Comparison
Property Manager vs. Being Your Own Landlord
Quick answer
A professional property manager handles the day-to-day operations of a rental property — tenant screening, rent collection, maintenance coordination, and legal compliance — in exchange for a monthly fee (typically 8–12% of collected rent). Self-managing landlords retain full control and keep all rental income but take on the time, legal risk, and operational burden themselves. The right choice depends on your proximity to the property, available time, risk tolerance, and portfolio size.

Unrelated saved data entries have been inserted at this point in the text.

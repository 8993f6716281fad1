use serde::{Deserialize, Serialize};

// 课程实体
#[derive(Debug, Clone, Serialize, Deserialize)]
pub struct Course {
    pub id: i64,
    pub code: String,
    pub title: String,
    pub unit: i32,
    pub department_id: i64,
    pub description: Option<String>,
    pub created_at: chrono::DateTime<chrono::Utc>,
    pub updated_at: chrono::DateTime<chrono::Utc>,
}

// 带院系名称的课程（列表查询 JOIN 结果）
#[derive(Debug, Clone, Serialize)]
pub struct CourseWithDepartment {
    #[serde(flatten)]
    pub course: Course,
    pub department_name: String,
}
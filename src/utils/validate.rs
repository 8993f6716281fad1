use once_cell::sync::Lazy;
use regex::Regex;

static USERNAME_RE: Lazy<Regex> =
    Lazy::new(|| Regex::new(r"^[A-Za-z0-9_-]+$").expect("Invalid username regex"));

static EMAIL_RE: Lazy<Regex> = Lazy::new(|| {
    Regex::new(r"^[A-Za-z0-9._%+-]+@[A-Za-z0-9.-]+\.[A-Z|a-z]{2,}$").expect("Invalid email regex")
});

static SESSION_RE: Lazy<Regex> =
    Lazy::new(|| Regex::new(r"^\d{4}/\d{4}$").expect("Invalid session regex"));

pub fn validate_username(username: &str) -> Result<(), &'static str> {
    // 用户名长度校验：5 <= x <= 16
    if username.len() < 5 || username.len() > 16 {
        return Err("Username length must be between 5 and 16 characters");
    }
    // 用户名格式校验：只能包含字母、数字、下划线或连字符
    if !USERNAME_RE.is_match(username) {
        return Err("Username must contain only letters, numbers, underscores or hyphens");
    }
    Ok(())
}

pub fn validate_email(email: &str) -> Result<(), &'static str> {
    // 邮箱格式校验：必须包含 @ 和 .
    if !EMAIL_RE.is_match(email) {
        return Err("Email format is invalid");
    }
    Ok(())
}

/// 成绩分数校验：0.0 <= score <= 100.0
pub fn validate_score(score: f64) -> Result<(), &'static str> {
    if !score.is_finite() || !(0.0..=100.0).contains(&score) {
        return Err("Score must be between 0 and 100");
    }
    Ok(())
}

/// 反馈评分校验：1 <= rating <= 5
pub fn validate_rating(rating: i32) -> Result<(), &'static str> {
    if !(1..=5).contains(&rating) {
        return Err("Rating must be between 1 and 5");
    }
    Ok(())
}

/// 学年格式校验：形如 "2023/2024"
pub fn validate_session(session: &str) -> Result<(), &'static str> {
    if !SESSION_RE.is_match(session) {
        return Err("Session must be in the form YYYY/YYYY");
    }
    Ok(())
}

/// 学期校验：只有第 1、2 学期
pub fn validate_semester(semester: i32) -> Result<(), &'static str> {
    if !(1..=2).contains(&semester) {
        return Err("Semester must be 1 or 2");
    }
    Ok(())
}

/// 密码策略验证结果
#[derive(Debug, Clone)]
pub struct PasswordValidationResult {
    pub is_valid: bool,
    pub errors: Vec<&'static str>,
}

impl PasswordValidationResult {
    pub fn error_message(&self) -> String {
        self.errors.join("; ")
    }
}

/// 验证密码是否符合安全策略
///
/// 策略要求：
/// - 最小长度：8 字符
/// - 必须包含：大写字母 + 小写字母 + 数字
pub fn validate_password(password: &str) -> PasswordValidationResult {
    let mut errors = Vec::new();

    // 1. 长度检查：至少 8 个字符
    if password.len() < 8 {
        errors.push("Password must be at least 8 characters long");
    }

    // 2. 大写字母检查
    if !password.chars().any(|c| c.is_ascii_uppercase()) {
        errors.push("Password must contain at least one uppercase letter");
    }

    // 3. 小写字母检查
    if !password.chars().any(|c| c.is_ascii_lowercase()) {
        errors.push("Password must contain at least one lowercase letter");
    }

    // 4. 数字检查
    if !password.chars().any(|c| c.is_ascii_digit()) {
        errors.push("Password must contain at least one digit");
    }

    // 5. 常见弱密码检查
    let weak_passwords = [
        "password",
        "12345678",
        "123456789",
        "qwerty123",
        "admin123",
        "password1",
        "Password1",
        "Qwerty123",
        "Abcd1234",
    ];
    if weak_passwords
        .iter()
        .any(|&weak| password.eq_ignore_ascii_case(weak))
    {
        errors.push("Password is too common, please choose a stronger password");
    }

    PasswordValidationResult {
        is_valid: errors.is_empty(),
        errors,
    }
}

/// 简化的密码验证（返回 Result）
pub fn validate_password_simple(password: &str) -> Result<(), String> {
    let result = validate_password(password);
    if result.is_valid {
        Ok(())
    } else {
        Err(result.error_message())
    }
}

#[cfg(test)]
mod tests {
    use super::*;

    #[test]
    fn test_valid_password() {
        assert!(validate_password("SecureP@ss1").is_valid);
        assert!(validate_password("MyP@ssw0rd").is_valid);
        assert!(validate_password("SecurePass123").is_valid);
    }

    #[test]
    fn test_short_password() {
        let result = validate_password("Ab1");
        assert!(!result.is_valid);
        assert!(
            result
                .errors
                .contains(&"Password must be at least 8 characters long")
        );
    }

    #[test]
    fn test_no_uppercase() {
        let result = validate_password("abcd1234");
        assert!(!result.is_valid);
        assert!(
            result
                .errors
                .contains(&"Password must contain at least one uppercase letter")
        );
    }

    #[test]
    fn test_common_password() {
        let result = validate_password("Password1");
        assert!(!result.is_valid);
        assert!(
            result
                .errors
                .contains(&"Password is too common, please choose a stronger password")
        );
    }

    #[test]
    fn test_username_rules() {
        assert!(validate_username("alice_01").is_ok());
        assert!(validate_username("ab").is_err());
        assert!(validate_username("bad name!").is_err());
    }

    #[test]
    fn test_score_range() {
        assert!(validate_score(0.0).is_ok());
        assert!(validate_score(100.0).is_ok());
        assert!(validate_score(100.5).is_err());
        assert!(validate_score(-1.0).is_err());
        assert!(validate_score(f64::NAN).is_err());
    }

    #[test]
    fn test_rating_range() {
        assert!(validate_rating(1).is_ok());
        assert!(validate_rating(5).is_ok());
        assert!(validate_rating(0).is_err());
        assert!(validate_rating(6).is_err());
    }

    #[test]
    fn test_semester_domain() {
        assert!(validate_semester(1).is_ok());
        assert!(validate_semester(2).is_ok());
        assert!(validate_semester(0).is_err());
        assert!(validate_semester(3).is_err());
        assert!(validate_semester(7).is_err());
    }

    #[test]
    fn test_session_format() {
        assert!(validate_session("2023/2024").is_ok());
        assert!(validate_session("23/24").is_err());
        assert!(validate_session("2023-2024").is_err());
    }
}
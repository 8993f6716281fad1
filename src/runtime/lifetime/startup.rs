use crate::cache::{ObjectCache, register::get_object_cache_plugin};
use crate::config::AppConfig;
use crate::models::users::entities::UserRole;
use crate::models::users::requests::CreateUserRequest;
use crate::storage::Storage;
use std::sync::Arc;
use tracing::{debug, info, warn};

pub struct StartupContext {
    pub storage: Arc<dyn Storage>,
    pub cache: Arc<dyn ObjectCache>,
}

/// 创建缓存实例
async fn create_cache() -> Result<Arc<dyn ObjectCache>, Box<dyn std::error::Error>> {
    let config = AppConfig::get();
    let cache_type = &config.cache.cache_type;

    warn!("Attempting to create {} cache backend", cache_type);

    // 根据配置选择缓存后端
    if let Some(constructor) = get_object_cache_plugin(cache_type) {
        match constructor().await {
            Ok(cache) => {
                warn!("Successfully created {} cache backend", cache_type);
                return Ok(Arc::from(cache));
            }
            Err(e) => {
                warn!("Failed to create {} cache: {}", cache_type, e);

                // 如果配置的缓存失败，尝试回退策略
                if cache_type == "redis" {
                    warn!("Falling back to memory cache");
                    if let Some(fallback_constructor) = get_object_cache_plugin("moka") {
                        match fallback_constructor().await {
                            Ok(cache) => {
                                warn!(
                                    "Successfully created fallback Moka (in-memory) cache backend"
                                );
                                return Ok(Arc::from(cache));
                            }
                            Err(fallback_e) => {
                                warn!("Failed to create fallback Moka cache: {}", fallback_e);
                            }
                        }
                    }
                }
            }
        }
    } else {
        warn!("Cache backend '{}' not found in registry", cache_type);

        // 如果找不到配置的缓存类型，尝试默认的内存缓存
        if cache_type != "moka" {
            warn!("Falling back to default memory cache");
            if let Some(fallback_constructor) = get_object_cache_plugin("moka") {
                match fallback_constructor().await {
                    Ok(cache) => {
                        warn!("Successfully created fallback Moka (in-memory) cache backend");
                        return Ok(Arc::from(cache));
                    }
                    Err(fallback_e) => {
                        warn!("Failed to create fallback Moka cache: {}", fallback_e);
                    }
                }
            }
        }
    }

    Err(format!("No cache backend available (tried: {cache_type})").into())
}

/// 生成随机密码
fn generate_random_password(length: usize) -> String {
    use rand::Rng;
    const CHARSET: &[u8] = b"ABCDEFGHIJKLMNOPQRSTUVWXYZabcdefghijklmnopqrstuvwxyz0123456789!@#$%";
    let mut rng = rand::rng();
    (0..length)
        .map(|_| {
            let idx = rng.random_range(0..CHARSET.len());
            CHARSET[idx] as char
        })
        .collect()
}

/// 初始化默认管理员账号
/// 如果数据库中没有任何用户，则创建一个默认的 admin 账号
async fn seed_admin(storage: &Arc<dyn Storage>) {
    // 检查是否已有用户
    match storage.count_users().await {
        Ok(count) if count > 0 => {
            debug!(
                "Database already has {} user(s), skipping admin seed",
                count
            );
            return;
        }
        Ok(_) => {
            info!("No users found in database, creating default admin account...");
        }
        Err(e) => {
            warn!("Failed to count users: {}, skipping admin seed", e);
            return;
        }
    }

    // 获取密码：优先从环境变量，否则生成随机密码
    let password = std::env::var("ADMIN_PASSWORD").unwrap_or_else(|_| {
        let pwd = generate_random_password(16);
        warn!("==========================================================");
        warn!("  ADMIN PASSWORD NOT SET - USING GENERATED PASSWORD");
        warn!("  Generated admin password: {}", pwd);
        warn!("  Please save this password or set ADMIN_PASSWORD env var");
        warn!("==========================================================");
        pwd
    });

    // 创建管理员账号（密码哈希在存储层完成）
    let admin_request = CreateUserRequest {
        username: "admin".to_string(),
        email: "admin@localhost".to_string(),
        password,
        role: UserRole::Admin,
        display_name: Some("Administrator".to_string()),
        department_id: None,
    };

    match storage.create_user(admin_request).await {
        Ok(user) => {
            info!(
                "Default admin account created successfully (ID: {}, username: {})",
                user.id, user.username
            );
        }
        Err(e) => {
            warn!("Failed to create admin account: {}", e);
        }
    }
}

/// 准备服务器启动的上下文
/// 包括存储、缓存和预测模型的预热
pub async fn prepare_server_startup() -> StartupContext {
    rustls::crypto::ring::default_provider()
        .install_default()
        .expect("Failed to install rustls crypto provider");

    if cfg!(debug_assertions) {
        crate::cache::register::debug_object_cache_registry();
        debug!("Debug mode: Cache registry is enabled");
    }

    let storage = crate::storage::create_storage()
        .await
        .expect("Failed to create storage backend");
    warn!("Storage backend initialized and migrations completed");

    // 初始化默认管理员账号（如果需要）
    seed_admin(&storage).await;

    // 预热预测模型，避免首个请求承担训练开销
    let performance = crate::analytics::prediction::PREDICTOR.performance();
    info!(
        "Performance predictor trained (train R²: {:.4}, test R²: {:.4}, samples: {})",
        performance.train_r2, performance.test_r2, performance.sample_size
    );

    // 创建缓存实例
    let cache = create_cache().await.expect("Failed to create cache");
    warn!("Cache backend initialized");

    StartupContext { storage, cache }
}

Written by James Chae — Co-Founder, Expert Sapiens
Platform expertise: Business strategy & consulting · Reviewed March 2026
Key differences
When to choose Property Manager
- You own property more than 30–60 minutes from where you live
- You have multiple units and self-management is consuming more time than the income justifies
- You have a full-time job and cannot be available for tenant emergencies
- You want to scale your portfolio without scaling your personal time commitment
- You have had bad tenant experiences and want professional screening and eviction handling
When to choose Self-Managing Landlord
- You live near the property and enjoy being hands-on with your investment
- You are managing a single unit and the management fee would meaningfully erode cash flow
- You have relevant experience in property, construction, or tenant management
- You want full control over tenant selection, maintenance quality, and spending decisions
- You are in a low-turnover situation with a long-term, reliable tenant already in place
Bottom line
Property management fees are not just a cost — they are a purchase of time, expertise, and reduced legal risk. For remote landlords, investors scaling beyond 2–3 units, or anyone with a demanding primary career, professional management typically pays for itself. Self-management makes most sense for local, hands-on owners with a single property who have the time and temperament to do it well.